▶ [Exercise goal]: Every record, from the first to the last, is to be printed again exactly.

::: Extracted records

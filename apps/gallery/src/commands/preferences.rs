//! # Preference Commands
//!
//! Language switching and colour theme editing.
//!
//! Every change is applied to the live state first and then persisted, so
//! the next start comes up the way the visitor left it.

use atelier_core::theme::{ColorToken, SchemeName, ThemePreference};
use atelier_core::Language;
use serde::Serialize;
use tracing::info;
use ts_rs::TS;

use crate::error::ApiResult;
use crate::state::{PreferenceState, TranslationState};

pub fn get_language(translations: &TranslationState) -> Language {
    translations.language()
}

/// Switches the active language and stores the choice.
pub async fn set_language(
    code: &str,
    translations: &TranslationState,
    preferences: &PreferenceState,
) -> ApiResult<Language> {
    let language: Language = code.parse()?;

    translations.set_language(language).await;
    preferences.set_language(language).await?;

    info!(%language, "Language changed");
    Ok(language)
}

/// One CSS custom property.
#[derive(Debug, Clone, PartialEq, Eq, Serialize, TS)]
#[ts(export)]
pub struct CssVar {
    pub name: String,
    pub value: String,
}

/// The stored theme plus its resolved CSS variables.
#[derive(Debug, Clone, PartialEq, Eq, Serialize, TS)]
#[ts(export)]
#[serde(rename_all = "camelCase")]
pub struct ThemeResponse {
    pub theme: ThemePreference,
    pub css_vars: Vec<CssVar>,
}

impl From<ThemePreference> for ThemeResponse {
    fn from(theme: ThemePreference) -> Self {
        let css_vars = theme
            .resolve()
            .css_vars()
            .into_iter()
            .map(|(name, value)| CssVar { name, value })
            .collect();
        ThemeResponse { theme, css_vars }
    }
}

pub async fn get_theme(preferences: &PreferenceState) -> ApiResult<ThemeResponse> {
    Ok(preferences.theme().await?.into())
}

/// Switches to a named scheme, dropping custom colours.
pub async fn apply_color_scheme(
    name: &str,
    preferences: &PreferenceState,
) -> ApiResult<ThemeResponse> {
    let scheme: SchemeName = name.parse()?;

    let mut theme = preferences.theme().await?;
    theme.apply_scheme(scheme);
    preferences.save_theme(&theme).await?;

    Ok(theme.into())
}

/// Overrides a single colour on top of the current scheme.
pub async fn set_custom_color(
    token: &str,
    value: &str,
    preferences: &PreferenceState,
) -> ApiResult<ThemeResponse> {
    let token: ColorToken = token.parse()?;

    let mut theme = preferences.theme().await?;
    theme.set_color(token, value.trim());
    preferences.save_theme(&theme).await?;

    Ok(theme.into())
}

/// Back to the default scheme; both stored keys are cleared.
pub async fn reset_theme(preferences: &PreferenceState) -> ApiResult<ThemeResponse> {
    preferences.reset_theme().await?;
    Ok(ThemePreference::default().into())
}
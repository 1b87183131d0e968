//! # Database Errors
//!
//! ```text
//! sqlx::Error / MigrateError
//!        │
//!        ▼
//!    DbError ──► CatalogError::Database   (catalog source, falls back)
//!        │
//!        └────► ApiError                   (commands, details logged)
//! ```

use sqlx::error::ErrorKind;
use thiserror::Error;

#[derive(Debug, Error)]
pub enum DbError {
    #[error("{entity} not found: {id}")]
    NotFound { entity: String, id: String },

    /// A second artwork with an id that is already catalogued.
    #[error("Duplicate {field}: '{value}' already exists")]
    UniqueViolation { field: String, value: String },

    /// A CHECK, NOT NULL or foreign key constraint rejected the row,
    /// e.g. a negative price.
    #[error("Constraint violation: {0}")]
    ConstraintViolation(String),

    #[error("Connection failed: {0}")]
    ConnectionFailed(String),

    #[error("Migration failed: {0}")]
    MigrationFailed(String),

    #[error("Query failed: {0}")]
    QueryFailed(String),

    /// A stored column could not be decoded into its domain type.
    #[error("Corrupt {column} in {entity} {id}: {reason}")]
    Corrupt {
        entity: String,
        id: String,
        column: String,
        reason: String,
    },

    /// No connection became free within the acquire timeout.
    #[error("Connection pool exhausted")]
    PoolExhausted,

    #[error("Internal database error: {0}")]
    Internal(String),
}

impl DbError {
    pub fn not_found(entity: impl Into<String>, id: impl ToString) -> Self {
        DbError::NotFound {
            entity: entity.into(),
            id: id.to_string(),
        }
    }
}

impl From<sqlx::Error> for DbError {
    fn from(err: sqlx::Error) -> Self {
        match err {
            sqlx::Error::RowNotFound => DbError::not_found("Row", "unknown"),

            sqlx::Error::Database(db_err) => {
                let message = db_err.message().to_string();
                match db_err.kind() {
                    // SQLite reports "UNIQUE constraint failed: artworks.id"
                    ErrorKind::UniqueViolation => DbError::UniqueViolation {
                        field: message
                            .rsplit_once(": ")
                            .map_or("unknown", |(_, column)| column)
                            .to_string(),
                        value: "unknown".to_string(),
                    },
                    ErrorKind::CheckViolation
                    | ErrorKind::NotNullViolation
                    | ErrorKind::ForeignKeyViolation => DbError::ConstraintViolation(message),
                    _ => DbError::QueryFailed(message),
                }
            }

            sqlx::Error::PoolTimedOut => DbError::PoolExhausted,
            sqlx::Error::PoolClosed => DbError::ConnectionFailed("pool is closed".to_string()),
            other => DbError::Internal(other.to_string()),
        }
    }
}

impl From<sqlx::migrate::MigrateError> for DbError {
    fn from(err: sqlx::migrate::MigrateError) -> Self {
        DbError::MigrationFailed(err.to_string())
    }
}

pub type DbResult<T> = Result<T, DbError>;
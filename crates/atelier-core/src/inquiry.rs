//! # Purchase Inquiry
//!
//! The form a visitor fills in to ask about buying a work, and the message
//! that is sent on their behalf.
//!
//! ```text
//! InquiryForm ──validate()──► Err(Vec<ValidationError>)   shown per field
//!      │
//!      └── ok ──message(language, title)──► text handed to the link builder
//! ```

use serde::{Deserialize, Serialize};
use ts_rs::TS;

use crate::error::ValidationError;
use crate::types::Language;
use crate::validation::{validate_email, validate_min_length};

pub const NAME_MIN_LENGTH: usize = 2;
pub const ADDRESS_MIN_LENGTH: usize = 10;

/// Visitor contact details for a purchase inquiry.
#[derive(Debug, Clone, PartialEq, Eq, Default, Serialize, Deserialize, TS)]
#[ts(export)]
pub struct InquiryForm {
    pub name: String,
    pub email: String,
    pub address: String,
}

impl InquiryForm {
    /// Checks every field and collects one error per failing field,
    /// in form order.
    ///
    /// ## Example
    /// ```rust
    /// use atelier_core::inquiry::InquiryForm;
    ///
    /// let form = InquiryForm {
    ///     name: "A".to_string(),
    ///     email: "anna@example.nl".to_string(),
    ///     address: "".to_string(),
    /// };
    /// let errors = form.validate().unwrap_err();
    /// assert_eq!(errors.len(), 2);
    /// assert_eq!(errors[0].translation_key(), "modal.errors.name.minLength");
    /// assert_eq!(errors[1].translation_key(), "modal.errors.address.required");
    /// ```
    pub fn validate(&self) -> Result<(), Vec<ValidationError>> {
        let errors: Vec<ValidationError> = [
            validate_min_length("name", &self.name, NAME_MIN_LENGTH),
            validate_email("email", &self.email),
            validate_min_length("address", &self.address, ADDRESS_MIN_LENGTH),
        ]
        .into_iter()
        .filter_map(Result::err)
        .collect();

        if errors.is_empty() {
            Ok(())
        } else {
            Err(errors)
        }
    }

    /// The inquiry text in the visitor's language.
    pub fn message(&self, language: Language, artwork_title: &str) -> String {
        let name = self.name.trim();
        let address = self.address.trim();
        let email = self.email.trim();

        match language {
            Language::Nl => format!(
                "Hallo, ik ben geïnteresseerd in de aankoop van '{}'. Mijn naam is {} en mijn adres is {}. Mijn e-mail is {}.",
                artwork_title, name, address, email
            ),
            Language::En => format!(
                "Hello, I'm interested in buying '{}'. My name is {} and my address is {}. My email is {}.",
                artwork_title, name, address, email
            ),
        }
    }
}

::::::

▶ [Exercise output]:
filename apps/gallery/src/commands/preferences.rs
//! # Preference Commands
//!
//! Language switching and colour theme editing.
//!
//! Every change is applied to the live state first and then persisted, so
//! the next start comes up the way the visitor left it.

use atelier_core::theme::{ColorToken, SchemeName, ThemePreference};
use atelier_core::Language;
use serde::Serialize;
use tracing::info;
use ts_rs::TS;

use crate::error::ApiResult;
use crate::state::{PreferenceState, TranslationState};

pub fn get_language(translations: &TranslationState) -> Language {
    translations.language()
}

/// Switches the active language and stores the choice.
pub async fn set_language(
    code: &str,
    translations: &TranslationState,
    preferences: &PreferenceState,
) -> ApiResult<Language> {
    let language: Language = code.parse()?;

    translations.set_language(language).await;
    preferences.set_language(language).await?;

    info!(%language, "Language changed");
    Ok(language)
}

/// One CSS custom property.
#[derive(Debug, Clone, PartialEq, Eq, Serialize, TS)]
#[ts(export)]
pub struct CssVar {
    pub name: String,
    pub value: String,
}

/// The stored theme plus its resolved CSS variables.
#[derive(Debug, Clone, PartialEq, Eq, Serialize, TS)]
#[ts(export)]
#[serde(rename_all = "camelCase")]
pub struct ThemeResponse {
    pub theme: ThemePreference,
    pub css_vars: Vec<CssVar>,
}

impl From<ThemePreference> for ThemeResponse {
    fn from(theme: ThemePreference) -> Self {
        let css_vars = theme
            .resolve()
            .css_vars()
            .into_iter()
            .map(|(name, value)| CssVar { name, value })
            .collect();
        ThemeResponse { theme, css_vars }
    }
}

pub async fn get_theme(preferences: &PreferenceState) -> ApiResult<ThemeResponse> {
    Ok(preferences.theme().await?.into())
}

/// Switches to a named scheme, dropping custom colours.
pub async fn apply_color_scheme(
    name: &str,
    preferences: &PreferenceState,
) -> ApiResult<ThemeResponse> {
    let scheme: SchemeName = name.parse()?;

    let mut theme = preferences.theme().await?;
    theme.apply_scheme(scheme);
    preferences.save_theme(&theme).await?;

    Ok(theme.into())
}

/// Overrides a single colour on top of the current scheme.
pub async fn set_custom_color(
    token: &str,
    value: &str,
    preferences: &PreferenceState,
) -> ApiResult<ThemeResponse> {
    let token: ColorToken = token.parse()?;

    let mut theme = preferences.theme().await?;
    theme.set_color(token, value.trim());
    preferences.save_theme(&theme).await?;

    Ok(theme.into())
}

/// Back to the default scheme; both stored keys are cleared.
pub async fn reset_theme(preferences: &PreferenceState) -> ApiResult<ThemeResponse> {
    preferences.reset_theme().await?;
    Ok(ThemePreference::default().into())
}
repository 1b87183131d0e968
//! # Database Errors
//!
//! ```text
//! sqlx::Error / MigrateError
//!        │
//!        ▼
//!    DbError ──► CatalogError::Database   (catalog source, falls back)
//!        │
//!        └────► ApiError                   (commands, details logged)
//! ```

use sqlx::error::ErrorKind;
use thiserror::Error;

#[derive(Debug, Error)]
pub enum DbError {
    #[error("{entity} not found: {id}")]
    NotFound { entity: String, id: String },

    /// A second artwork with an id that is already catalogued.
    #[error("Duplicate {field}: '{value}' already exists")]
    UniqueViolation { field: String, value: String },

    /// A CHECK, NOT NULL or foreign key constraint rejected the row,
    /// e.g. a negative price.
    #[error("Constraint violation: {0}")]
    ConstraintViolation(String),

    #[error("Connection failed: {0}")]
    ConnectionFailed(String),

    #[error("Migration failed: {0}")]
    MigrationFailed(String),

    #[error("Query failed: {0}")]
    QueryFailed(String),

    /// A stored column could not be decoded into its domain type.
    #[error("Corrupt {column} in {entity} {id}: {reason}")]
    Corrupt {
        entity: String,
        id: String,
        column: String,
        reason: String,
    },

    /// No connection became free within the acquire timeout.
    #[error("Connection pool exhausted")]
    PoolExhausted,

    #[error("Internal database error: {0}")]
    Internal(String),
}

impl DbError {
    pub fn not_found(entity: impl Into<String>, id: impl ToString) -> Self {
        DbError::NotFound {
            entity: entity.into(),
            id: id.to_string(),
        }
    }
}

impl From<sqlx::Error> for DbError {
    fn from(err: sqlx::Error) -> Self {
        match err {
            sqlx::Error::RowNotFound => DbError::not_found("Row", "unknown"),

            sqlx::Error::Database(db_err) => {
                let message = db_err.message().to_string();
                match db_err.kind() {
                    // SQLite reports "UNIQUE constraint failed: artworks.id"
                    ErrorKind::UniqueViolation => DbError::UniqueViolation {
                        field: message
                            .rsplit_once(": ")
                            .map_or("unknown", |(_, column)| column)
                            .to_string(),
                        value: "unknown".to_string(),
                    },
                    ErrorKind::CheckViolation
                    | ErrorKind::NotNullViolation
                    | ErrorKind::ForeignKeyViolation => DbError::ConstraintViolation(message),
                    _ => DbError::QueryFailed(message),
                }
            }

            sqlx::Error::PoolTimedOut => DbError::PoolExhausted,
            sqlx::Error::PoolClosed => DbError::ConnectionFailed("pool is closed".to_string()),
            other => DbError::Internal(other.to_string()),
        }
    }
}

impl From<sqlx::migrate::MigrateError> for DbError {
    fn from(err: sqlx::migrate::MigrateError) -> Self {
        DbError::MigrationFailed(err.to_string())
    }
}

pub type DbResult<T> = Result<T, DbError>;
filename crates/atelier-core/src/inquiry.rs
//! # Purchase Inquiry
//!
//! The form a visitor fills in to ask about buying a work, and the message
//! that is sent on their behalf.
//!
//! ```text
//! InquiryForm ──validate()──► Err(Vec<ValidationError>)   shown per field
//!      │
//!      └── ok ──message(language, title)──► text handed to the link builder
//! ```

use serde::{Deserialize, Serialize};
use ts_rs::TS;

use crate::error::ValidationError;
use crate::types::Language;
use crate::validation::{validate_email, validate_min_length};

pub const NAME_MIN_LENGTH: usize = 2;
pub const ADDRESS_MIN_LENGTH: usize = 10;

/// Visitor contact details for a purchase inquiry.
#[derive(Debug, Clone, PartialEq, Eq, Default, Serialize, Deserialize, TS)]
#[ts(export)]
pub struct InquiryForm {
    pub name: String,
    pub email: String,
    pub address: String,
}

impl InquiryForm {
    /// Checks every field and collects one error per failing field,
    /// in form order.
    ///
    /// ## Example
    /// ```rust
    /// use atelier_core::inquiry::InquiryForm;
    ///
    /// let form = InquiryForm {
    ///     name: "A".to_string(),
    ///     email: "anna@example.nl".to_string(),
    ///     address: "".to_string(),
    /// };
    /// let errors = form.validate().unwrap_err();
    /// assert_eq!(errors.len(), 2);
    /// assert_eq!(errors[0].translation_key(), "modal.errors.name.minLength");
    /// assert_eq!(errors[1].translation_key(), "modal.errors.address.required");
    /// ```
    pub fn validate(&self) -> Result<(), Vec<ValidationError>> {
        let errors: Vec<ValidationError> = [
            validate_min_length("name", &self.name, NAME_MIN_LENGTH),
            validate_email("email", &self.email),
            validate_min_length("address", &self.address, ADDRESS_MIN_LENGTH),
        ]
        .into_iter()
        .filter_map(Result::err)
        .collect();

        if errors.is_empty() {
            Ok(())
        } else {
            Err(errors)
        }
    }

    /// The inquiry text in the visitor's language.
    pub fn message(&self, language: Language, artwork_title: &str) -> String {
        let name = self.name.trim();
        let address = self.address.trim();
        let email = self.email.trim();

        match language {
            Language::Nl => format!(
                "Hallo, ik ben geïnteresseerd in de aankoop van '{}'. Mijn naam is {} en mijn adres is {}. Mijn e-mail is {}.",
                artwork_title, name, address, email
            ),
            Language::En => format!(
                "Hello, I'm interested in buying '{}'. My name is {} and my address is {}. My email is {}.",
                artwork_title, name, address, email
            ),
        }
    }
}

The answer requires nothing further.